Vertical bending loading: Three-point (cantilever) bending was applied to each construct by mounting the universal joint from the sternal end of the mounted clavicle to the base of the load frame with a rigid support under the diaphysis between the second and third screws. A downward vertical displacement was applied to the acromial end of the clavicle at a distance of 9 cm from the fracture gap. The clavicle was oriented for this test as if the force on the acromial end was in the inferior or downward direction (Figure 4). Because the plates were placed on the superior surface of the clavicles, this loading caused bending in the plane perpendicular to the plane of the plate. The slope of the steepest linear portion of the load–displacement curve was used to calculate the bending stiffness for each test.

Figure 4.

Figure 4.

Photograph showing the biomechanical evaluation of the vertical bending of the clavicle.

Failure testing

Cyclic failure: Cyclic failure testing was performed on both composite clavicle specimens and low-density foam clavicle specimens as combined loading that included axial, bending, and torsional loading applied in a step wise increasing fashion. The specimens were mounted in the load frame using a 34 mm offset plate before attaching the universal joints, such that an axial displacement would generate both axial loading and bending of the clavicle. A torsional load was simultaneously applied along with the axial displacement which resulted in the following loading protocols.
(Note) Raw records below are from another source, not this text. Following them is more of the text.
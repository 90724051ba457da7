use serde::{Deserialize, Serialize};
use std::fmt;

/// Tipo de lanzamiento tal como se declara en la notificación.
///
/// El release principal es `Single` o `Album` según su número de pistas;
/// cada pista publicada como unidad direccionable propia es un `TrackRelease`.
#[derive(Debug, Clone, Copy, PartialEq, Eq, Hash, Serialize, Deserialize)]
pub enum ReleaseType {
  /// Un álbum completo (dos o más pistas).
  Album,
  /// Un lanzamiento de una sola pista.
  Single,
  /// Una pista individual dentro de un release mayor.
  TrackRelease,
}

impl ReleaseType {
  /// Tipo del release principal en función del número de pistas.
  ///
  /// Exactamente una pista es un `Single`; cualquier otro número, `Album`.
  pub fn for_track_count(track_count: usize) -> Self {
    if track_count == 1 { ReleaseType::Single } else { ReleaseType::Album }
  }
}

impl fmt::Display for ReleaseType {
  /// Nombre tal como aparece en el elemento `ReleaseType`.
  fn fmt(&self, f: &mut fmt::Formatter<'_>) -> fmt::Result {
    match self {
      ReleaseType::Album => write!(f, "Album"),
      ReleaseType::Single => write!(f, "Single"),
      ReleaseType::TrackRelease => write!(f, "TrackRelease"),
    }
  }
}
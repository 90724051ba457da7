use std::fs;
use std::path::PathBuf;

use gamus_core::domain::ReleaseNotification;
use gamus_core::ports::{DocumentSink, SinkError};
use tracing::info;

use crate::io::{FsError, atomic_write_str, plain_file_stem};

/// `DocumentSink` que guarda cada notificación como `<dir>/<nombre>.xml`.
///
/// Si el fichero ya existe se reemplaza de forma atómica.
#[derive(Debug, Clone)]
pub struct XmlFileSink {
  dir: PathBuf,
}

impl XmlFileSink {
  pub fn new(dir: impl Into<PathBuf>) -> Self {
    Self { dir: dir.into() }
  }

  pub fn path_for(&self, name: &str) -> Result<PathBuf, FsError> {
    let stem = plain_file_stem(name)?;
    Ok(self.dir.join(format!("{stem}.xml")))
  }
}

impl DocumentSink for XmlFileSink {
  fn deliver(&self, name: &str, document: &ReleaseNotification) -> Result<(), SinkError> {
    let path = self.path_for(name).map_err(|e| SinkError::Rejected(e.to_string()))?;

    fs::create_dir_all(&self.dir).map_err(|e| SinkError::Io(e.to_string()))?;
    atomic_write_str(&path, document.as_str()).map_err(|e| SinkError::Io(format!("{}: {e}", path.display())))?;

    info!(file = ?path, message_id = %document.message_id, "release notification written");
    Ok(())
  }
}

#[cfg(test)]
mod tests {
  use super::*;
  use gamus_core::domain::MessageId;
  use tempfile::tempdir;

  fn doc(xml: &str) -> ReleaseNotification {
    ReleaseNotification { message_id: MessageId::new(), xml: xml.to_string() }
  }

  #[test]
  fn test_writes_named_xml_file() {
    let tmp = tempdir().unwrap();
    let sink = XmlFileSink::new(tmp.path().join("exports"));

    sink.deliver("neon", &doc("<Message/>")).unwrap();

    let written = fs::read_to_string(tmp.path().join("exports").join("neon.xml")).unwrap();
    assert_eq!(written, "<Message/>");
  }

  #[test]
  fn test_rejects_names_with_directories() {
    let tmp = tempdir().unwrap();
    let sink = XmlFileSink::new(tmp.path());

    let err = sink.deliver("a/b", &doc("<Message/>")).unwrap_err();
    assert!(matches!(err, SinkError::Rejected(_)));
  }
}
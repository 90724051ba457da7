// crates/gamus-core/src/errors.rs
use thiserror::Error;

/// Error genérico del núcleo de Gamus.
///
/// Las capas superiores (CLI, servicios web, etc.) deberían mapear este error
/// a mensajes de usuario o logs. Los errores de cada port llegan ya
/// convertidos a texto.
#[derive(Debug, Error)]
pub enum CoreError {
  #[error("release source error: {0}")]
  Source(String),

  #[error("generation error: {0}")]
  Generation(String),

  #[error("delivery sink error: {0}")]
  Sink(String),

  #[error("release not found: {0}")]
  NotFound(String),
}
use std::num::NonZeroU32;

use chrono::NaiveDate;
use serde::{Deserialize, Serialize};

/// Representa un lanzamiento listo para ser entregado a un socio de distribución.
///
/// Es una instantánea de solo lectura: la capa de datos la construye (ver
/// [`crate::ports::ReleaseSource`]) y el generador de notificaciones la consume
/// sin modificarla.
///
/// Los campos de texto (`title`, `artist_name`, `label_name`, ...) vienen del
/// usuario y pueden contener cualquier carácter, incluidos `<`, `&` o `"`.
#[derive(Debug, Clone, PartialEq, Serialize, Deserialize)]
pub struct ReleaseRecord {
  /// Título del lanzamiento tal como aparece oficialmente.
  pub title: String,

  /// Artista principal del lanzamiento.
  pub artist_name: String,

  /// Sello discográfico que publica el lanzamiento.
  pub label_name: String,

  /// Género declarado por el usuario, si lo hay.
  #[serde(default)]
  pub genre: Option<String>,

  /// Fecha oficial de publicación.
  ///
  /// Si falta, se usa la fecha del día en que se genera la notificación.
  #[serde(default)]
  pub release_date: Option<NaiveDate>,

  /// Código de producto (UPC / EAN).
  #[serde(default)]
  pub upc: Option<String>,

  /// Línea de copyright (`©`). Si falta se sintetiza a partir de año y sello.
  #[serde(default)]
  pub copyright_line: Option<String>,

  /// Línea de derechos fonográficos (`℗`). Mismo criterio que `copyright_line`.
  #[serde(default)]
  pub phonographic_line: Option<String>,

  /// Artistas invitados a nivel de release, en orden de crédito.
  #[serde(default)]
  pub featured_artists: Vec<String>,

  /// Número de disco. Por defecto 1.
  #[serde(default)]
  pub disc_number: Option<NonZeroU32>,

  /// Pistas en orden. El orden es la única fuente de verdad para las referencias.
  pub tracks: Vec<TrackRecord>,
}

impl ReleaseRecord {
  /// Género efectivo: `None` si falta o está en blanco.
  pub fn genre(&self) -> Option<&str> {
    non_blank(self.genre.as_deref())
  }

  pub fn upc(&self) -> Option<&str> {
    non_blank(self.upc.as_deref())
  }

  pub fn copyright_line(&self) -> Option<&str> {
    non_blank(self.copyright_line.as_deref())
  }

  pub fn phonographic_line(&self) -> Option<&str> {
    non_blank(self.phonographic_line.as_deref())
  }

  /// Número de disco efectivo (1 si no se indicó).
  pub fn disc_number(&self) -> NonZeroU32 {
    self.disc_number.unwrap_or(NonZeroU32::MIN)
  }
}

/// Una pista concreta dentro de un [`ReleaseRecord`].
#[derive(Debug, Clone, PartialEq, Serialize, Deserialize)]
pub struct TrackRecord {
  /// Identificador interno opaco.
  ///
  /// Solo se usa como valor de un identificador propietario con el espacio de
  /// nombres del remitente; nunca para referencias cruzadas en el documento.
  pub id: String,

  /// Título de la pista.
  pub title: String,

  /// Código ISRC, si ya fue asignado.
  #[serde(default)]
  pub isrc: Option<String>,

  /// Duración en segundos tal como la entrega la capa de datos.
  ///
  /// Un valor negativo es un dato corrupto; la validación lo rechaza antes
  /// de construir nada.
  #[serde(default)]
  pub duration_seconds: Option<i64>,

  /// Artistas invitados de esta pista, en orden de crédito.
  #[serde(default)]
  pub featured_artists: Vec<String>,
}

impl TrackRecord {
  /// ISRC efectivo: `None` si falta o está en blanco.
  pub fn isrc(&self) -> Option<&str> {
    non_blank(self.isrc.as_deref())
  }
}

/// Trata las cadenas vacías o de solo espacios como ausentes.
fn non_blank(value: Option<&str>) -> Option<&str> {
  value.map(str::trim).filter(|v| !v.is_empty())
}
use serde::{Deserialize, Serialize};
use std::fmt;
use uuid::Uuid;

/// Identificador opaco de un mensaje de notificación de lanzamiento.
///
/// Se genera con UUID v4 para cada mensaje emitido; dos notificaciones del
/// mismo release nunca comparten `MessageId`.
#[derive(Debug, Clone, Copy, PartialEq, Eq, Hash, Serialize, Deserialize)]
pub struct MessageId(Uuid);

impl MessageId {
  /// Genera un nuevo identificador único.
  pub fn new() -> Self {
    MessageId(Uuid::new_v4())
  }

  /// Construye un `MessageId` a partir de un `Uuid` existente.
  pub fn from_uuid(u: Uuid) -> Self {
    MessageId(u)
  }

  /// Devuelve el `Uuid` interno.
  pub fn as_uuid(&self) -> Uuid {
    self.0
  }
}

impl Default for MessageId {
  fn default() -> Self {
    Self::new()
  }
}

impl From<Uuid> for MessageId {
  fn from(u: Uuid) -> Self {
    MessageId(u)
  }
}

impl From<MessageId> for Uuid {
  fn from(id: MessageId) -> Self {
    id.0
  }
}

impl fmt::Display for MessageId {
  fn fmt(&self, f: &mut fmt::Formatter<'_>) -> fmt::Result {
    self.0.fmt(f)
  }
}

#[cfg(test)]
mod tests {
  use super::*;

  #[test]
  fn test_message_ids_are_unique() {
    assert_ne!(MessageId::new(), MessageId::new());
  }

  #[test]
  fn test_display_matches_uuid() {
    let u = Uuid::nil();
    assert_eq!(MessageId::from_uuid(u).to_string(), "00000000-0000-0000-0000-000000000000");
    assert_eq!(Uuid::from(MessageId::from(u)), u);
  }
}
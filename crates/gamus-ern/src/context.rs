use chrono::NaiveDate;
use gamus_core::domain::{DeliveryConfig, ReleaseRecord, TrackRecord};

use crate::error::GenerationError;
use crate::format::resolve_year;
use crate::references::ReferenceAllocator;

/// Entrada ya validada de una generación.
///
/// Solo se puede construir con [`DeliveryContext::new`], que rechaza la
/// entrada inválida antes de que exista ningún bloque: sin pistas, identidad
/// de entrega incompleta o duraciones negativas.
#[derive(Debug, Clone)]
pub struct DeliveryContext<'a> {
  pub release: &'a ReleaseRecord,
  pub config: &'a DeliveryConfig,
  /// Fecha de lanzamiento efectiva (la del release o la de hoy).
  pub release_date: NaiveDate,
  pub refs: ReferenceAllocator,
  durations: Vec<Option<u64>>,
}

impl<'a> DeliveryContext<'a> {
  pub fn new(
    release: &'a ReleaseRecord,
    config: &'a DeliveryConfig,
    today: NaiveDate,
  ) -> Result<Self, GenerationError> {
    if let Some(field) = config.first_missing_field() {
      return Err(GenerationError::MissingDeliveryConfig { field });
    }

    if release.tracks.is_empty() {
      return Err(GenerationError::EmptyTrackList);
    }

    let durations = release
      .tracks
      .iter()
      .enumerate()
      .map(|(track, t)| match t.duration_seconds {
        None => Ok(None),
        Some(seconds) => {
          u64::try_from(seconds).map(Some).map_err(|_| GenerationError::InvalidDuration { track, seconds })
        }
      })
      .collect::<Result<Vec<_>, _>>()?;

    Ok(Self {
      release,
      config,
      release_date: release.release_date.unwrap_or(today),
      refs: ReferenceAllocator::new(release.tracks.len()),
      durations,
    })
  }

  pub fn tracks(&self) -> &'a [TrackRecord] {
    &self.release.tracks
  }

  /// Año usado en las líneas de derechos.
  pub fn year(&self) -> i32 {
    resolve_year(self.release_date)
  }

  /// Duración validada de la pista `index`.
  pub fn duration(&self, index: usize) -> Option<u64> {
    self.durations.get(index).copied().flatten()
  }
}
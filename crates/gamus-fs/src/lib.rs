pub mod io;
pub mod json_source;
pub mod xml_sink;

pub use io::{FsError, atomic_write_str};
pub use json_source::JsonReleaseSource;
pub use xml_sink::XmlFileSink;
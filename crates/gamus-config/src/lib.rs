mod backend;
mod paths;

pub use backend::{ConfigBackend, TomlConfigBackend};
pub use paths::{ConfigError, GamusPaths};

use once_cell::sync::OnceCell;

static PATHS: OnceCell<GamusPaths> = OnceCell::new();
static CONFIG_BACKEND: OnceCell<TomlConfigBackend> = OnceCell::new();

/// Paths de Gamus (portable o de sistema), detectados una sola vez.
pub fn paths() -> Result<&'static GamusPaths, ConfigError> {
  PATHS.get_or_try_init(GamusPaths::detect)
}

/// Backend de config compartido sobre `gamus.toml`.
pub fn config_backend() -> Result<&'static TomlConfigBackend, ConfigError> {
  CONFIG_BACKEND.get_or_try_init(|| Ok(TomlConfigBackend::new(paths()?)))
}
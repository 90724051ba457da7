pub mod document_sink;
pub mod notification;
pub mod release_source;

pub use document_sink::{DocumentSink, SinkError};
pub use notification::NotificationGenerator;
pub use release_source::{ReleaseSource, SourceError};
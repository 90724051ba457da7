use serde::{Deserialize, Serialize};

use crate::domain::ids::MessageId;

/// Identidad de la entrega: quién envía y a qué destino.
///
/// La rellena la pantalla de configuración de destinos (externa a este
/// workspace) o la sección `[delivery]` de `gamus.toml`. Los tres campos son
/// obligatorios y no pueden estar en blanco.
#[derive(Debug, Clone, PartialEq, Eq, Serialize, Deserialize)]
pub struct DeliveryConfig {
  /// Identificador de parte del remitente (p. ej. un DPID).
  pub party_id: String,
  /// Nombre legible del remitente.
  pub party_name: String,
  /// Nombre del socio de distribución destinatario.
  pub destination_name: String,
}

impl DeliveryConfig {
  pub fn new(
    party_id: impl Into<String>,
    party_name: impl Into<String>,
    destination_name: impl Into<String>,
  ) -> Self {
    Self { party_id: party_id.into(), party_name: party_name.into(), destination_name: destination_name.into() }
  }

  /// Primer campo obligatorio que falta o está en blanco, por nombre.
  pub fn first_missing_field(&self) -> Option<&'static str> {
    [("party_id", &self.party_id), ("party_name", &self.party_name), ("destination_name", &self.destination_name)]
      .into_iter()
      .find(|(_, value)| value.trim().is_empty())
      .map(|(name, _)| name)
  }
}

/// Documento de notificación ya serializado.
///
/// Es el único producto del generador: el texto XML completo y el
/// identificador de mensaje que lleva en su cabecera.
#[derive(Debug, Clone, PartialEq, Eq)]
pub struct ReleaseNotification {
  pub message_id: MessageId,
  pub xml: String,
}

impl ReleaseNotification {
  pub fn as_str(&self) -> &str {
    &self.xml
  }

  pub fn into_string(self) -> String {
    self.xml
  }
}
//! Bloque `DealList`: un único acuerdo comercial para todos los releases.

use crate::context::DeliveryContext;
use crate::format::format_date;
use crate::xml::Element;

pub const SUBSCRIPTION_MODEL: &str = "SubscriptionModel";
pub const AD_SUPPORTED_MODEL: &str = "AdvertisementSupportedModel";
pub const ON_DEMAND_STREAM: &str = "OnDemandStream";
pub const WORLDWIDE: &str = "Worldwide";

/// `ReleaseDeal` que cubre `R0` y cada release de pista en orden.
///
/// Los términos son fijos (suscripción + publicidad, streaming bajo demanda,
/// todo el mundo); solo la fecha de inicio depende del release.
pub fn build_release_deal(ctx: &DeliveryContext<'_>) -> Element {
  let terms = Element::new("DealTerms")
    .with_child(Element::leaf("CommercialModelType", SUBSCRIPTION_MODEL))
    .with_child(Element::leaf("CommercialModelType", AD_SUPPORTED_MODEL))
    .with_child(Element::new("Usage").with_child(Element::leaf("UseType", ON_DEMAND_STREAM)))
    .with_child(Element::leaf("TerritoryCode", WORLDWIDE))
    .with_child(Element::new("ValidityPeriod").with_child(Element::leaf("StartDate", format_date(ctx.release_date))));

  Element::new("ReleaseDeal")
    .with_children(ctx.refs.all_release_refs().map(|r| Element::leaf("DealReleaseReference", r)))
    .with_child(Element::new("Deal").with_child(terms))
}

pub fn build_deal_list(ctx: &DeliveryContext<'_>) -> Element {
  Element::new("DealList").with_child(build_release_deal(ctx))
}
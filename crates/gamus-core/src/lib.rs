pub mod domain;
pub mod errors;
pub mod ports;
pub mod services;

pub use errors::CoreError;
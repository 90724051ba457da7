use std::fmt;

use thiserror::Error;

/// Fallos al generar una notificación de lanzamiento.
///
/// Los tres primeros se detectan antes de construir nada. Los demás indican
/// que el árbol ensamblado viola una de sus invariantes de referencias; en
/// ningún caso se devuelve un documento parcial.
#[derive(Debug, Error)]
pub enum GenerationError {
  #[error("release has no tracks")]
  EmptyTrackList,

  #[error("delivery config is missing `{field}`")]
  MissingDeliveryConfig { field: &'static str },

  #[error("track {track} has a negative duration ({seconds}s)")]
  InvalidDuration { track: usize, seconds: i64 },

  #[error("{list}: expected {expected} references, built {found}")]
  ReferenceCountMismatch { list: &'static str, expected: usize, found: usize },

  #[error("reference {reference} appears {count} times in {location}, expected exactly once")]
  DanglingReference { reference: String, location: &'static str, count: usize },

  #[error("serialize error: {0}")]
  Serialize(#[from] fmt::Error),
}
For the composite bones: Applied cyclic torque began at 0.6 N m and rose to a maximum of 6 N m in 100 cycle increments over 10 loading intervals. Simultaneously applied cyclic axial load started at 10 N and rose to 80 N in 100 cycle increments over the same 10 loading intervals. In this way, the applied bending started at 0.34 N m and rose to 2.7 N m in 100 cycle increments over the 10 loading intervals. The number of specimens per group for composite bone testing was RBLC: 4, ABLC: 6, AULC: 5.

For the foam bones: Applied cyclic torque began at 0.2 N m and rose to a maximum of 2.0 N m in 100 cycle increments over 10 loading intervals. Applied cyclic axial load started at 15 N and remained between 15 and 20 N throughout 10 loading intervals. Bending started at 0.5 N m and remained between 0.5 and 0.7 N m throughout 10 loading intervals. The number of specimens per group for foam bone testing was ABLC: 10 and AULC: 7. Cyclic failure tests were not done for the locking reconstruction group.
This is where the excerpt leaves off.